Let's take an example from the physical world. A bed of rocks, perhaps alongside a river, "arranges" itself such that the smallest grains of sand slip through the cracks made by the larger pebbles, which themselves fall down amidst the larger smooth, round rocks. In the software world, the library or module lowest in the dependency chain - we'll call it A1, - is used by A2, which in turn is used by A3. A1 ought to be the most granular, with the fewest dependencies and the broadest use of intrinsic types.
If A1 is a module written in the C language, it may use char, int, unsigned int, long, unsigned long, and void * data types without worry because all are intrinsic to the C language. Strong typing does not buy anything for performance, and any semantical value added thereby can be more safely effected with clear, terse commenting.
If A1, on the other hand, uses a fancy STL library, and a third-party GUI library, which in turn uses a system level library (we'll call it LIBSYS) which itself is incompatible with another commonly-used system library (say LIBC), we have created a potential monster. What if, for example, someone working on A3 decides to import a GUI library which requires LIBC? A3 still needs A1 with its dependencies. One such tie is to LIBSYS - incompatible with LIBC. Let's assume, further, that this developer gets fed up with the project and moves to another company. The next poor soul will inherit an intricate labyrinth of a codebase, rife competing dependencies, left in a sorry and broken state. The "grain of sand" has grown too big to fit under the rocks it was expected to support.

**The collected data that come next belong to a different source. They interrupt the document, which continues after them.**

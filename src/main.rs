use std::path::PathBuf;
use std::sync::Arc;

use anyhow::Context;
use clap::{Parser, Subcommand};
use tokio_util::sync::CancellationToken;
use tracing::{info, warn};

use chime::comm::{self, ChannelConnector, Outbound};
use chime::config::{self, Config};
use chime::engine::{self, ConversationEngine, TrimPolicy, DEFAULT_SYSTEM_PROMPT};
use chime::gcal::{CalendarClient, GoogleCalendar};
use chime::models::OpenAIProvider;
use chime::reminders::ReminderService;
use chime::scheduler::store::JobStore;
use chime::scheduler::JobRuntime;
use chime::speech::{NullSynthesizer, OpenAISpeech, OpenAITranscriber, SpeechSynthesizer, Transcriber};
use chime::telegram::{TelegramApi, TelegramBot};
use chime::tools::{self, ToolDispatcher};

#[derive(Parser, Debug)]
#[command(name = "chime", version, about = "Conversational reminder assistant")]
struct Cli {
    /// Path to configuration file
    #[arg(short, long)]
    config: Option<PathBuf>,

    #[command(subcommand)]
    command: Option<Command>,
}

#[derive(Subcommand, Debug)]
enum Command {
    /// Start the assistant (scheduler + Telegram transport)
    Start,
    /// Run a single conversation turn and print the delivered reply
    Send {
        /// Chat id to run the turn in
        #[arg(long, default_value_t = 0)]
        chat: i64,
        /// User message to send
        #[arg(long)]
        message: String,
    },
}

/// Connector that prints deliveries to stdout, used by `chime send`.
struct StdoutConnector;

#[async_trait::async_trait]
impl ChannelConnector for StdoutConnector {
    fn name(&self) -> &str {
        "stdout"
    }

    fn matches(&self, _chat_id: i64) -> bool {
        true
    }

    async fn deliver(&self, chat_id: i64, payload: Outbound) -> anyhow::Result<()> {
        match payload {
            Outbound::Text(text) => println!("[{chat_id}] {text}"),
            Outbound::TextWithCancel { text, job_name } => {
                println!("[{chat_id}] {text} (cancel: {job_name})")
            }
            Outbound::Voice(audio) => println!("[{chat_id}] <voice: {} bytes>", audio.len()),
        }
        Ok(())
    }
}

#[tokio::main]
async fn main() -> anyhow::Result<()> {
    {
        use tracing_subscriber::layer::SubscriberExt;
        use tracing_subscriber::util::SubscriberInitExt;

        let env_filter = tracing_subscriber::EnvFilter::try_from_default_env()
            .unwrap_or_else(|_| tracing_subscriber::EnvFilter::new("info"));
        tracing_subscriber::registry()
            .with(env_filter)
            .with(tracing_subscriber::fmt::layer())
            .init();
    }

    let cli = Cli::parse();
    let config_path = cli
        .config
        .unwrap_or_else(|| chime::chime_home().join("config.yaml"));

    info!(path = %config_path.display(), "loading configuration");
    let cfg = Config::load(&config_path).await?;
    let tz = cfg.tz()?;

    // A schema/registry mismatch is a programming error; refuse to hand
    // the model a function we cannot dispatch.
    tools::validate_registry().context("tool registry does not match the advertised schema")?;

    let data_dir = cfg.data_dir();

    // The job store is what makes reminders survive restarts — refuse to
    // start without it.
    let store = Arc::new(
        JobStore::open(&data_dir.join("jobs.db")).context("cannot open the job store")?,
    );

    let api_key = cfg.model.resolved_api_key();
    if api_key.is_empty() {
        anyhow::bail!("model api key is not configured (set OPENAI_API_KEY or model.api_key)");
    }
    let provider = Arc::new(match &cfg.model.endpoint {
        Some(endpoint) => {
            OpenAIProvider::with_config(api_key.clone(), endpoint.clone(), cfg.model.model.clone())
        }
        None => OpenAIProvider::new(api_key.clone(), cfg.model.model.clone()),
    });

    let speech: Arc<dyn SpeechSynthesizer> = if cfg.speech.tts {
        Arc::new(OpenAISpeech::new(
            api_key.clone(),
            cfg.speech.model.clone(),
            cfg.speech.voice.clone(),
        ))
    } else {
        Arc::new(NullSynthesizer)
    };

    let calendar: Option<Arc<dyn CalendarClient>> = cfg.calendar.as_ref().map(|c| {
        Arc::new(GoogleCalendar::new(
            config::resolve_secret(&c.api_key),
            c.calendar_id.clone(),
            tz,
        )) as Arc<dyn CalendarClient>
    });

    let system_prompt = load_system_prompt(&cfg).await;

    // Restore persisted jobs before any could be due.
    let runtime = JobRuntime::start(store.clone(), tz).await?;
    let restored = runtime.restore().await?;
    info!(restored, "persisted jobs reloaded");

    let reminders = ReminderService::new(runtime.clone(), store.clone());
    let dispatcher = ToolDispatcher::new(reminders.clone(), calendar.clone(), provider.clone());

    let engine = ConversationEngine::new(
        provider,
        dispatcher,
        speech,
        system_prompt,
        data_dir.join("history"),
        TrimPolicy {
            token_threshold: cfg.history.token_threshold,
            trim_fraction: cfg.history.trim_fraction,
        },
    );

    let cancel = CancellationToken::new();
    let _dispatcher_task = engine::spawn_dispatcher(engine.clone(), cancel.clone());

    if let Some(Command::Send { chat, message }) = cli.command {
        comm::register_connector(Arc::new(StdoutConnector)).await;
        engine.send(chat, &message).await?;
        runtime.shutdown().await;
        return Ok(());
    }

    match &cfg.telegram {
        Some(tg) => {
            let token = config::resolve_secret(&tg.token);
            if token.is_empty() {
                warn!("telegram token resolves empty — transport disabled");
            } else {
                let transcriber: Option<Arc<dyn Transcriber>> =
                    Some(Arc::new(OpenAITranscriber::new(api_key.clone())));
                let bot = TelegramBot::new(
                    TelegramApi::new(&token),
                    engine.clone(),
                    reminders.clone(),
                    calendar.clone(),
                    transcriber,
                    tg.allowed_users.clone(),
                );
                bot.spawn(cancel.clone()).await?;
                info!("telegram transport started");
            }
        }
        None => info!("no telegram transport configured"),
    }

    info!("chime ready");

    tokio::signal::ctrl_c().await?;
    info!("received Ctrl-C, shutting down");

    cancel.cancel();
    runtime.shutdown().await;

    info!("shutdown complete");
    Ok(())
}

/// Load the system prompt: configured file, else the built-in default.
async fn load_system_prompt(cfg: &Config) -> String {
    let Some(path) = &cfg.system_prompt_path else {
        return DEFAULT_SYSTEM_PROMPT.to_string();
    };
    let mut full = PathBuf::from(path);
    if full.is_relative() {
        full = chime::chime_home().join(full);
    }
    match tokio::fs::read_to_string(&full).await {
        Ok(content) => content,
        Err(e) => {
            warn!(path = %full.display(), error = %e,
                  "system prompt file unreadable, using built-in default");
            DEFAULT_SYSTEM_PROMPT.to_string()
        }
    }
}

That's my take on dependencies. One is justified in questioning the boost in productivity achieved by running off with the latest, trendiest technologies. "Keep it Simple, Sam".
> Just some ramblings for late in the day.
Glad you explained.
For a minute there, I thought I was on slashdot.
It's been a frustrating day... Just had to vent a little, even if only 5% understand... :-)
Unfortunately, that is not always true. Intel processors can't even store an integer correctly. They use the brain-damaged "little endian" integer storage format.
Please keep me on your ping list for this stuff.
Thanks!
Those technologies aren't designed to boost programmer productivity - they are designed to lock in guaranteed library licensing revenue streams for software companies for a decade or more (the magazines always forget how long legacy applications built with these libraries end up staying in production). ;)
begin
poor_soul :== microsoft_programmer;
end
On the other hand, Big Endian shows in memory the actual representation, e.g. 0x4000 is displayed as 0x40 0x00.
BTW, was HAL9000 big-endian? :-)
Open Source rules.
Hey, I have to work on this Windows stuff, but my pride and joy is straight C programming on a Tandem mainframe, with an operating system interface developed Circa 1980. The focus there is always on engineering a superior product, not in fitting disjointed pieces together into a vast Micro$oft's gigsaw puzzle.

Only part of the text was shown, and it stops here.